Over the years, I kept bumping up against the dominant rationality assumption – that ‘insufficient information’ explains why people and societies continue to make poor water decisions. Surely if people or systems just knew better, they would do better. But that assumption never sat well with me – we humans are too complex for social function to depend on the rationality assumption (see: climate change denial). With my interdisciplinary research team, we’ve proposed that something else is going on—something deeper, messier, and more fundamental to the human condition.
Cognitive and affective science researchers have shown that emotions powerfully guide human thought, albeit often unconsciously. Social psychology has added, through Terror Management Theory (TMT), insights about how fear and mortality awareness influences individuals’ everyday behaviours and preferences. Three decades of TMT evidence has shown that efforts to repress mortality awareness results in predictable defensive responses. These defenses motivate humans too, for example, control nature, over-extract resources and be less willing to share. These defenses also allow people to deny their connection to nature and to limit awareness of their own physical vulnerability. There’s no reason to think that our water choices are any less susceptible to these powerful forces.
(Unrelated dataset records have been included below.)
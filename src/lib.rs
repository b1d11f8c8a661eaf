//! # onnx2coreml
//!
//! A library for converting ONNX neural-network models into Core ML
//! `.mlmodel` packages.
//!
//! The converter was written for the Ultra-Light face-detector family but
//! handles any feed-forward convolutional graph built from the supported
//! operator set. Image inputs can have affine pixel preprocessing baked in,
//! so the converted model accepts raw 8-bit pixels instead of
//! pre-normalized tensors.
//!
//! ## Example
//!
//! ```no_run
//! use onnx2coreml::{convert, coreml, onnx, ConversionOptions};
//!
//! # fn main() -> onnx2coreml::Result<()> {
//! let model = onnx::load_model("version-RFB-320.onnx")?;
//! let mlmodel = convert(&model, &ConversionOptions::default())?;
//! coreml::save_model(&mlmodel, coreml::OUTPUT_FILENAME)?;
//! # Ok(())
//! # }
//! ```

pub mod convert;
pub mod coreml;
pub mod error;
pub mod onnx;

pub use convert::{convert, ConversionOptions, DeploymentTarget, ModelTask, Preprocessing};
pub use error::{Error, Result};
For the last five years, I’ve been investigating emotion, death awareness, and water issues. With my research team, we’ve explored how psychological defenses, triggered by one’s mortality awareness, influence water decisions at different scales and locations. These defensive responses are evident in several cases; for example, why people continue to consume bottled water; ill-prepared for urban flooding; build large water infrastructure projects; water their lawns during a drought; use particular language in water speeches; frame and respond to water contamination crises. It is also, we suspect, why even rational, well-educated water experts tend to support established water paradigms or priorities or doggedly define their identities according to their preferred water ‘hero projects’.
This work has taught me that it is absolutely essential that water, climate, and environment researchers get ahead of individuals’ fear defenses. Not doing so presents a real risk that those defenses could become entrenched within individuals’ worldviews and sense-of-self. Those entrenched individual defenses would then make it even harder as a polarized society to resolve the immense water and climate-related challenges at local, regional, national or international scales. As the recent global Intergovernmental Panel on Climate Change’s (2018) report and the U.S. Global Change Research Program (2018) climate assessment reminds us, timely action is urgently needed.
As a researcher, environmentalist, citizen, and parent, I know that we cannot lessen peoples’ fear by highlighting doomsday scenarios, nor by minimizing or rationalizing environmental or water problems. Instead, we need something more powerful than fear.
References:
Intergovernmental Panel on Climate Change (2018). Global Warming of 1.5 degrees: Summary for Policymakers. Retrieved from: https://report.ipcc.ch/sr15/pdf/sr15_spm_final.pdf. Accessed October 29, 2018.
USGCRP (2018). Impacts, Risks, and Adaptation in the United States: Fourth National Climate Assessment, Volume II [Reidmiller, D.R., C.W. Avery, D.R. Easterling, K.E. Kunkel, K.L.M. Lewis, T.K. Maycock, and B.C. Stewart (eds.)]. U.S. Global Change Research Program, Washington, DC, USA. doi: 10.7930/NCA4.2018.